La volonté de l'auteur est de relater quelques moments choisis de l'histoire de l'Humanité. Il alterne "grande histoire", comme la prise de Byzance ou la débacle de Waterloo avec d'autres épisodes plus tournés vers les grandes réalisations humaines, que ce soit la pose du premier cable télégraphique dans l'Atlantique ou la composition de la Marseillaise. Selon les sujets abordés, certains chapitres m'intéressent plus que d'autres. Ainsi, le récit exalté de la genèse de Messie de Haendel me laisse plutôt froid. Au contraire, l'entreprise titanesque de Cyrus W Field, qui relia l'Europe et l'Amérique au réseau télégraphique me passionne.
Mais, dès le deuxième récit consacré à la recherche del l'El Dorado, une gêne s'installe.
Stefan Zweig, en plus d'être un grand écrivain, était un humaniste convaincu, un esprit progressiste et brillant. le fait que chacune de ces très riches heures de l'Humanité ne prenne en compte que l'histoire "européenne" n'est pas en soi dérangeant.
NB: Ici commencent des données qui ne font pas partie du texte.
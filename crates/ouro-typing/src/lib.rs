//! Value types of the ouro expression IR.
//!
//! Types are stateless singletons held in a process-wide registry of
//! `static` items. The address of a registry entry is the type's identity when
//! it has to travel through generated code as a plain integer (quoting passes
//! types as pointer constants and the runtime constructors map them back).

use std::ffi::c_int;
use std::fmt;
use std::mem::size_of;

use serde::{Deserialize, Serialize};

#[derive(Debug, Clone, Copy, PartialEq, Eq, Hash, Serialize, Deserialize)]
#[serde(rename_all = "snake_case")]
pub enum Type {
    Boolean,
    /// The host C `int`.
    Integer,
    /// Pointer-width unsigned integer.
    Size,
    /// A `{ length: Size, data: Size }` pair.
    String,
    /// Opaque address, pointer width.
    Pointer,
}

static BOOLEAN: Type = Type::Boolean;
static INTEGER: Type = Type::Integer;
static SIZE: Type = Type::Size;
static STRING: Type = Type::String;
static POINTER: Type = Type::Pointer;

impl Type {
    pub const ALL: [Type; 5] = [
        Type::Boolean,
        Type::Integer,
        Type::Size,
        Type::String,
        Type::Pointer,
    ];

    /// The registry entry for this type.
    pub fn registered(self) -> &'static Type {
        match self {
            Type::Boolean => &BOOLEAN,
            Type::Integer => &INTEGER,
            Type::Size => &SIZE,
            Type::String => &STRING,
            Type::Pointer => &POINTER,
        }
    }

    /// Address of the registry entry. Only meaningful inside this process.
    pub fn address(self) -> usize {
        self.registered() as *const Type as usize
    }

    /// Inverse of [`Type::address`]. Returns `None` for anything that is not a
    /// registry address.
    pub fn from_address(address: usize) -> Option<Type> {
        Type::ALL
            .into_iter()
            .find(|ty| ty.address() == address)
    }

    pub fn name(self) -> &'static str {
        match self {
            Type::Boolean => "Boolean",
            Type::Integer => "Integer",
            Type::Size => "Size",
            Type::String => "String",
            Type::Pointer => "Pointer",
        }
    }

    /// Render this type as a machine type for the given target.
    pub fn render(self, widths: &TargetWidths) -> MachineType {
        match self {
            Type::Boolean => MachineType::Scalar(Scalar::new(widths.boolean_bits)),
            Type::Integer => MachineType::Scalar(Scalar::new(widths.int_bits)),
            Type::Size => MachineType::Scalar(Scalar::new(widths.size_bits)),
            Type::Pointer => MachineType::Scalar(Scalar::new(widths.pointer_bits)),
            Type::String => {
                let field = Scalar::new(widths.size_bits);
                MachineType::Record([field, field])
            }
        }
    }
}

impl fmt::Display for Type {
    fn fmt(&self, f: &mut fmt::Formatter<'_>) -> fmt::Result {
        f.write_str(self.name())
    }
}

/// Native integer widths of a code-generation target, in bits.
#[derive(Debug, Clone, Copy, PartialEq, Eq, Serialize, Deserialize)]
pub struct TargetWidths {
    pub pointer_bits: u16,
    pub int_bits: u16,
    pub size_bits: u16,
    pub boolean_bits: u16,
}

impl TargetWidths {
    /// Widths of the machine this crate was compiled for.
    pub fn host() -> Self {
        Self {
            pointer_bits: bits_of::<*const u8>(),
            int_bits: bits_of::<c_int>(),
            size_bits: bits_of::<usize>(),
            boolean_bits: bits_of::<bool>(),
        }
    }

    /// Same as [`TargetWidths::host`] but with the pointer and size widths of
    /// another target.
    pub fn with_pointer_bits(self, bits: u16) -> Self {
        Self {
            pointer_bits: bits,
            size_bits: bits,
            ..self
        }
    }
}

fn bits_of<T>() -> u16 {
    (size_of::<T>() * 8) as u16
}

/// A fixed-width machine integer.
#[derive(Debug, Clone, Copy, PartialEq, Eq, Hash, Serialize, Deserialize)]
pub struct Scalar {
    pub bits: u16,
}

impl Scalar {
    pub const fn new(bits: u16) -> Self {
        Self { bits }
    }

    pub const fn bytes(self) -> u32 {
        (self.bits as u32).div_ceil(8)
    }
}

#[derive(Debug, Clone, Copy, PartialEq, Eq, Hash, Serialize, Deserialize)]
pub enum MachineType {
    Scalar(Scalar),
    /// Two-field record, laid out field after field.
    Record([Scalar; 2]),
}

impl MachineType {
    /// Flattened fields in ABI order.
    pub fn parts(&self) -> &[Scalar] {
        match self {
            MachineType::Scalar(scalar) => std::slice::from_ref(scalar),
            MachineType::Record(fields) => fields,
        }
    }

    pub fn byte_size(&self) -> u32 {
        self.parts().iter().map(|part| part.bytes()).sum()
    }

    /// Largest field alignment, assuming naturally aligned fields.
    pub fn align(&self) -> u32 {
        self.parts()
            .iter()
            .map(|part| part.bytes())
            .max()
            .unwrap_or(1)
    }
}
C'est un choix de l'auteur, forcément subjectif dans lequel je ne vois pas de mauvaises intentions.
Mais comment ne pas trouver étonnant que dans ce récit épique, il insiste lourdement sur le fait que les conquistadors soient les premiers hommes à admirer l'Océan Pacifique ? Il traite déjà avec beaucoup d'indulgence les exactions des conquistadors. Mais il assimile de fait l'Humanité aux seuls Européens, niant de fait l'appartenance des Amérindiens à cette Humanité qu'il entend célébrer.
Et que dire de cette petite phrase sur l'odyssée tragique de Suter, aventurier suisse qui s'appropria la Californie, obligé de défendre son bien contre les "envahisseurs indigènes" ? Bel oxymore qui en dit long.
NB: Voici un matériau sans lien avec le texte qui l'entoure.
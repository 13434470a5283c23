use std::cell::Cell;

use serde::Serialize;

use ouro_typing::Type;

use crate::address::RawAddress;
use crate::primitive::Primitive;

/// Arena-stable handle to an expression node.
#[derive(Debug, Clone, Copy, PartialEq, Eq, Hash, PartialOrd, Ord, Serialize)]
#[serde(transparent)]
pub struct ExprId(u32);

impl ExprId {
    pub const fn as_raw(self) -> u32 {
        self.0
    }

    /// The id as the pointer-width handle runtime constructors return.
    pub const fn to_handle(self) -> usize {
        self.0 as usize
    }

    pub fn from_handle(handle: usize) -> Option<Self> {
        u32::try_from(handle).ok().map(Self)
    }

    fn index(self) -> usize {
        self.0 as usize
    }
}

/// Return type, parameter types and variadic flag of a callable.
#[derive(Debug, Clone, PartialEq, Eq, Hash, Serialize)]
pub struct FnType {
    pub returns: Type,
    pub params: Vec<Type>,
    pub variadic: bool,
}

impl FnType {
    pub fn new(returns: Type, params: impl Into<Vec<Type>>) -> Self {
        Self {
            returns,
            params: params.into(),
            variadic: false,
        }
    }

    pub fn variadic(returns: Type, params: impl Into<Vec<Type>>) -> Self {
        Self {
            variadic: true,
            ..Self::new(returns, params)
        }
    }
}

#[derive(Debug, Clone, PartialEq, Eq, Serialize)]
pub enum Callee {
    /// External symbol, resolved by the backend when the caller is compiled.
    Named(&'static str),
    /// An expression compiled on first execution of the call site.
    Dynamic(ExprId),
    /// Runtime primitive; receives the compiler session as a hidden first
    /// argument.
    Runtime(Primitive),
}

#[derive(Debug, Clone, PartialEq, Eq, Serialize)]
pub enum Expr {
    Parameter {
        index: u32,
    },
    Boolean(bool),
    Integer(i32),
    Size(usize),
    Pointer(RawAddress),
    String {
        #[serde(serialize_with = "serialize_lossy")]
        bytes: &'static [u8],
    },
    AddInteger {
        left: ExprId,
        right: ExprId,
    },
    Array {
        element: Type,
        elements: Vec<ExprId>,
    },
    Print {
        string: ExprId,
    },
    Function {
        name: &'static str,
        ty: FnType,
    },
    ReadyMade {
        address: RawAddress,
    },
    Call {
        callee: Callee,
        ty: FnType,
        arguments: Vec<ExprId>,
    },
}

fn serialize_lossy<S: serde::Serializer>(bytes: &&'static [u8], s: S) -> Result<S::Ok, S::Error> {
    s.serialize_str(&String::from_utf8_lossy(bytes))
}

#[derive(Debug, Serialize)]
struct Node {
    expr: Expr,
    #[serde(skip)]
    compiled: Cell<Option<RawAddress>>,
}

/// Owner of every expression node of a session.
#[derive(Debug, Default, Serialize)]
pub struct ExprArena {
    nodes: Vec<Node>,
}

impl ExprArena {
    pub fn new() -> Self {
        Self::default()
    }

    pub fn len(&self) -> usize {
        self.nodes.len()
    }

    pub fn is_empty(&self) -> bool {
        self.nodes.is_empty()
    }

    pub fn alloc(&mut self, expr: Expr) -> ExprId {
        let id = ExprId(self.nodes.len() as u32);
        self.nodes.push(Node {
            expr,
            compiled: Cell::new(None),
        });
        id
    }

    pub fn get(&self, id: ExprId) -> Option<&Expr> {
        self.nodes.get(id.index()).map(|node| &node.expr)
    }

    pub fn contains(&self, id: ExprId) -> bool {
        id.index() < self.nodes.len()
    }

    /// Address stored by the lazy compiler, if the node has been compiled.
    pub fn compiled(&self, id: ExprId) -> Option<RawAddress> {
        self.nodes.get(id.index()).and_then(|node| node.compiled.get())
    }

    /// Fill the compiled-address slot and return the address it now holds.
    /// A filled slot is never overwritten.
    ///
    /// # Panics
    /// If `id` does not belong to this arena.
    pub fn set_compiled(&self, id: ExprId, address: RawAddress) -> RawAddress {
        let node = &self.nodes[id.index()];
        match node.compiled.get() {
            Some(existing) => existing,
            None => {
                node.compiled.set(Some(address));
                address
            }
        }
    }

    pub fn ids(&self) -> impl Iterator<Item = ExprId> + '_ {
        (0..self.nodes.len() as u32).map(ExprId)
    }

    // -----------------------------------------------------------------------
    // Constructors
    // -----------------------------------------------------------------------

    pub fn parameter(&mut self, index: u32) -> ExprId {
        self.alloc(Expr::Parameter { index })
    }

    pub fn boolean(&mut self, value: bool) -> ExprId {
        self.alloc(Expr::Boolean(value))
    }

    pub fn integer(&mut self, value: i32) -> ExprId {
        self.alloc(Expr::Integer(value))
    }

    pub fn size(&mut self, value: usize) -> ExprId {
        self.alloc(Expr::Size(value))
    }

    pub fn pointer(&mut self, address: RawAddress) -> ExprId {
        self.alloc(Expr::Pointer(address))
    }

    pub fn string(&mut self, text: &'static str) -> ExprId {
        self.bytes(text.as_bytes())
    }

    pub fn bytes(&mut self, bytes: &'static [u8]) -> ExprId {
        self.alloc(Expr::String { bytes })
    }

    pub fn add_integer(&mut self, left: ExprId, right: ExprId) -> ExprId {
        self.alloc(Expr::AddInteger { left, right })
    }

    pub fn array(&mut self, element: Type, elements: impl Into<Vec<ExprId>>) -> ExprId {
        self.alloc(Expr::Array {
            element,
            elements: elements.into(),
        })
    }

    pub fn print(&mut self, string: ExprId) -> ExprId {
        self.alloc(Expr::Print { string })
    }

    pub fn function(&mut self, name: &'static str, ty: FnType) -> ExprId {
        self.alloc(Expr::Function { name, ty })
    }

    /// A node for an already-resolved native function; it is born compiled.
    pub fn ready_made(&mut self, address: RawAddress) -> ExprId {
        let id = self.alloc(Expr::ReadyMade { address });
        self.set_compiled(id, address);
        id
    }

    pub fn call(
        &mut self,
        callee: Callee,
        ty: FnType,
        arguments: impl Into<Vec<ExprId>>,
    ) -> ExprId {
        self.alloc(Expr::Call {
            callee,
            ty,
            arguments: arguments.into(),
        })
    }

    pub fn call_named(
        &mut self,
        name: &'static str,
        ty: FnType,
        arguments: impl Into<Vec<ExprId>>,
    ) -> ExprId {
        self.call(Callee::Named(name), ty, arguments)
    }

    pub fn call_dynamic(
        &mut self,
        callee: ExprId,
        ty: FnType,
        arguments: impl Into<Vec<ExprId>>,
    ) -> ExprId {
        self.call(Callee::Dynamic(callee), ty, arguments)
    }

    /// Call a runtime primitive with its canonical signature.
    pub fn call_runtime(
        &mut self,
        primitive: Primitive,
        arguments: impl Into<Vec<ExprId>>,
    ) -> ExprId {
        self.call(Callee::Runtime(primitive), primitive.fn_type(), arguments)
    }
}

impl std::ops::Index<ExprId> for ExprArena {
    type Output = Expr;

    fn index(&self, id: ExprId) -> &Expr {
        &self.nodes[id.index()].expr
    }
}

/// Leak `name` so it can be referenced from nodes and from generated code for
/// the rest of the process.
pub fn intern(name: String) -> &'static str {
    Box::leak(name.into_boxed_str())
}

#[cfg(test)]
mod tests {
    use super::*;

    #[test]
    fn ids_are_dense_and_stable() {
        let mut arena = ExprArena::new();
        let a = arena.integer(1);
        let b = arena.integer(2);
        let sum = arena.add_integer(a, b);
        assert_eq!((a.as_raw(), b.as_raw(), sum.as_raw()), (0, 1, 2));
        assert_eq!(arena[sum], Expr::AddInteger { left: a, right: b });
        assert_eq!(arena.ids().count(), 3);
    }

    #[test]
    fn shared_children_form_a_dag() {
        let mut arena = ExprArena::new();
        let shared = arena.integer(21);
        let doubled = arena.add_integer(shared, shared);
        let Expr::AddInteger { left, right } = arena[doubled] else {
            panic!("expected AddInteger");
        };
        assert_eq!(left, right);
        assert_eq!(arena.len(), 2);
    }

    #[test]
    fn compiled_slot_is_written_once() {
        let mut arena = ExprArena::new();
        let id = arena.integer(7);
        assert_eq!(arena.compiled(id), None);
        let first = arena.set_compiled(id, RawAddress::new(0x1000));
        let second = arena.set_compiled(id, RawAddress::new(0x2000));
        assert_eq!(first, RawAddress::new(0x1000));
        assert_eq!(second, RawAddress::new(0x1000));
        assert_eq!(arena.compiled(id), Some(RawAddress::new(0x1000)));
    }

    #[test]
    fn ready_made_is_born_compiled() {
        let mut arena = ExprArena::new();
        let id = arena.ready_made(RawAddress::new(0xdead0));
        assert_eq!(arena.compiled(id), Some(RawAddress::new(0xdead0)));
    }

    #[test]
    fn handles_round_trip() {
        let mut arena = ExprArena::new();
        arena.boolean(true);
        let id = arena.size(3);
        assert_eq!(ExprId::from_handle(id.to_handle()), Some(id));
        assert_eq!(ExprId::from_handle(usize::MAX), None);
    }

    #[test]
    fn unknown_ids_are_not_contained() {
        let arena = ExprArena::new();
        let foreign = ExprId::from_handle(4).expect("small handle");
        assert!(!arena.contains(foreign));
        assert_eq!(arena.get(foreign), None);
    }

    #[test]
    #[should_panic]
    fn filling_a_foreign_slot_panics() {
        let mut other = ExprArena::new();
        other.integer(1);
        let foreign = other.integer(2);
        let arena = ExprArena::new();
        arena.set_compiled(foreign, RawAddress::new(0x1000));
    }
}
Dans l'un des derniers chapitres relatant la conquête du Pôle Sud, il écrit "des contrées encore enveloppées de ténèbres il y a soixante ans sont déjà assujetties au besoin de l'Europe". Encore une fois, on ne peut soupçonner Zweig de racisme à titre personnel. Ce genre de phrase chez Céline ne m'aurait pas fait autrement tiquer. Chez un esprit aussi éclairé que Zweig, ces phrases écrites il y a 90 ans à peine, me rappellent à quel point la société avait intériorisé (et continue de le faire) une vision complètement tronquée du monde, justifiant l'inacceptable et entérinant une lecture révisionniste de l'histoire.
Il s'agit d'un exemple édifiant du racisme structurel. Et cela m'a directement rappelé un dialogue au début de "l'autre côté du Soleil" de Chimamanda Ngonzi Adichie. l'action se déroule ua début des années 60, dans un Nigéria indépendant. Un jeune nigérian y apprend qu'il y a 2 réponses aux choses qu'on enseigne au Nigéria: la vraie réponse et celle qu'on doit donner à l'école. Suit l'exemple de la découverte du fleuve Niger, qui a été découvert par un blanc du nom de Mungo Park, alors même que l'on pêchait déjà bien avant la naissance des grands-parents de Mungo Park. Je vous laisse deviner quelle est la réponse pour l'école.